Я киваю, с трудом переводя дух.
— Ехать. Немедленно. Ты сможешь отыскать место?
— Думаю, да.
Он зовет слуг, приказывая поторопиться с завтраком, а я несусь к себе наверх — одеваться.
Мы торопливо заглатываем завтрак, а я нет-нет да поглядываю украдкой на человека, сидящего напротив. Вчера он спросил меня: "Кто ты, девочка?". А теперь я бы хотела задать ему такой же вопрос. Кто вы для меня и что скрываете, владыка Гвеллан, Верховный архимаг королевства Каридад? Отчего с такой легкостью взяли в ученицы незнакомую вам девицу? Ведь вам придется повозиться, обучая меня магии практически с нуля. Почему, едва я оказалась в вашем доме, решили подлить мне зелье, стирающее следы магического воздействия? Как будто… знали? Знали заранее? И готовы очертя голову ехать со мной невесть куда, чтобы убедиться в правдивости моего сна… Или вы провидец, которому все ведомо заранее? А знаете ли вы, что Алесса Коэн в будущем поднимет руку на самого короля? И если да — какую роль планируете сыграть в этом?
— Зачем я вам, мастер Гвеллан? — все же спрашиваю я.
— Защитить тебя, — он не колеблется ни секунды.
— А что за пророчество? Что значит Дитя Солнца и Звезд?
— Я попытаюсь объяснить тебе все в дороге.
Разумеется, стоит нам выйти во двор, незамедлительно выясняется, что верхом я ездить не умею.

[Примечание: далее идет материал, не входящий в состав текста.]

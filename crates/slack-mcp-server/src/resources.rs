//! Resource surface: whole-view JSON documents addressed by `slack://` URIs.
//!
//! Directory documents exhaust cursor pagination before rendering; a failure
//! on any page discards the partial set and yields an error document at the
//! same URI instead of a protocol error.

use rmcp::model::{
    AnnotateAble, ListResourcesResult, RawResource, ReadResourceResult, Resource,
    ResourceContents,
};
use rmcp::ErrorData as McpError;
use serde_json::{json, Value};
use slack_gateway::{ListChannelsOptions, ListUsersOptions, SlackGateway};

use crate::shape;

pub(crate) const WORKSPACE_URI: &str = "slack://workspace";
pub(crate) const ME_URI: &str = "slack://me";
pub(crate) const USERS_URI: &str = "slack://users";
pub(crate) const CHANNELS_URI: &str = "slack://channels";

const DIRECTORY_PAGE_LIMIT: u32 = 200;
const DIRECTORY_CHANNEL_TYPES: &str = "public_channel,private_channel,mpim,im";

pub(crate) fn list_resources() -> ListResourcesResult {
    ListResourcesResult {
        resources: vec![
            resource(
                WORKSPACE_URI,
                "Workspace Information",
                "Current Slack workspace information",
            ),
            resource(
                ME_URI,
                "Bot User Information",
                "Information about the current bot user",
            ),
            resource(
                USERS_URI,
                "Workspace Users",
                "List of all users in the workspace",
            ),
            resource(
                CHANNELS_URI,
                "All Channels",
                "List of all accessible channels",
            ),
        ],
        ..Default::default()
    }
}

pub(crate) async fn read_resource(
    gateway: &SlackGateway,
    uri: &str,
) -> Result<ReadResourceResult, McpError> {
    let document = match uri {
        WORKSPACE_URI => workspace_document(gateway).await,
        ME_URI => me_document(gateway).await,
        USERS_URI => user_directory_document(gateway).await,
        CHANNELS_URI => channel_directory_document(gateway).await,
        other => {
            return Err(McpError::resource_not_found(
                format!("unknown resource uri: {other}"),
                None,
            ))
        }
    };
    let payload = document.unwrap_or_else(|message| json!({ "error": message }));
    let text = serde_json::to_string_pretty(&payload).map_err(|error| {
        McpError::internal_error(format!("failed to encode resource document: {error}"), None)
    })?;
    Ok(ReadResourceResult {
        contents: vec![ResourceContents::text(text, uri)],
    })
}

pub(crate) async fn workspace_document(gateway: &SlackGateway) -> Result<Value, String> {
    let workspace = gateway
        .get_workspace_info()
        .await
        .ok_or_else(|| "Unable to fetch workspace information".to_string())?;
    Ok(json!({
        "id": workspace.id,
        "name": workspace.name,
        "domain": workspace.domain,
        "email_domain": workspace.email_domain,
        "enterprise_id": workspace.enterprise_id,
        "enterprise_name": workspace.enterprise_name,
    }))
}

pub(crate) async fn me_document(gateway: &SlackGateway) -> Result<Value, String> {
    let auth = gateway
        .get_auth_info()
        .await
        .ok_or_else(|| "Unable to fetch auth information".to_string())?;
    let user = gateway
        .get_user_info(&auth.user_id)
        .await
        .ok_or_else(|| "Unable to fetch user information".to_string())?;
    Ok(json!({
        "user_id": auth.user_id,
        "bot_id": auth.bot_id,
        "team_id": auth.team_id,
        "name": user.name,
        "real_name": user.real_name,
        "is_bot": user.is_bot,
    }))
}

/// Walks `users.list` to exhaustion. Soft-deleted members never reach the
/// document.
pub(crate) async fn user_directory_document(gateway: &SlackGateway) -> Result<Value, String> {
    let mut members = Vec::new();
    let mut cursor: Option<String> = None;
    loop {
        let options = ListUsersOptions {
            cursor: cursor.clone(),
            limit: DIRECTORY_PAGE_LIMIT,
            include_locale: false,
        };
        let page = gateway
            .list_users(options)
            .await
            .map_err(|error| error.to_string())?;
        members.extend(page.users.into_iter().filter(|user| !user.deleted));
        cursor = page.next_cursor;
        if cursor.is_none() {
            break;
        }
    }
    let users: Vec<_> = members.iter().map(shape::directory_user).collect();
    Ok(json!({
        "total": users.len(),
        "users": users,
    }))
}

/// Walks `conversations.list` across every conversation type the token can
/// see, direct messages included.
pub(crate) async fn channel_directory_document(gateway: &SlackGateway) -> Result<Value, String> {
    let mut collected = Vec::new();
    let mut cursor: Option<String> = None;
    loop {
        let options = ListChannelsOptions {
            cursor: cursor.clone(),
            limit: DIRECTORY_PAGE_LIMIT,
            types: DIRECTORY_CHANNEL_TYPES.to_string(),
            ..Default::default()
        };
        let page = gateway
            .list_channels(options)
            .await
            .map_err(|error| error.to_string())?;
        collected.extend(page.channels);
        cursor = page.next_cursor;
        if cursor.is_none() {
            break;
        }
    }
    let channels: Vec<_> = collected.iter().map(shape::directory_channel).collect();
    Ok(json!({
        "total": channels.len(),
        "channels": channels,
    }))
}

fn resource(uri: &str, name: &str, description: &str) -> Resource {
    let mut raw = RawResource::new(uri, name.to_string());
    raw.description = Some(description.to_string());
    raw.mime_type = Some("application/json".to_string());
    raw.no_annotation()
}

Ко мне подводят прекрасную лошадь — умницу и красавицу, не то что я. Белую, в серых яблоках. И мне хочется погладить ее по бархатистой морде, угощать фруктами или морковкой, а вот оказаться в седле…
— Я не умею, — тихо признаюсь я, сжимая кулаки от досады. — У нас…
— Да-да, в своем мире ты прекрасно управляешься с неразумной повозкой из металла, но боишься доверить себя столь благородному животному, — Гвеллан усмехается, и что-то шепчет на ухо моей лошадке. — Не бойся: даже если всадник не знает, как ему быть, конь не подведет. По крайней мере, на моих лошадей ты точно можешь положиться. Ну а что до тебя…
Он хитро прищуривается и, прежде чем я успеваю сообразить хоть что-то, обхватывает мое лицо ладонями. И пристально всматривается мне в глаза — даже голова кружится.
— Ну вот, — удовлетворенно заключает он, — на один день должно хватить.
— Я что, теперь лихая наездница?
Мне не верится, что можно одним лишь внушением научить человека сносно ездить верхом. А даже если и так — что будет потом, к вечеру, когда чары Гвеллана спадут? От друзей, впервые пробовавших прокатиться на лошади, я не раз слышала, что на следующий день все жутко болит. И что такое чувство, что бочку оседлал — и так с ней и ходишь. Но ведь у моего мастера наверняка есть и зелья, и настои. Если он, конечно, не надумает покуражиться надо мной — бывшей хозяйкой железной повозки.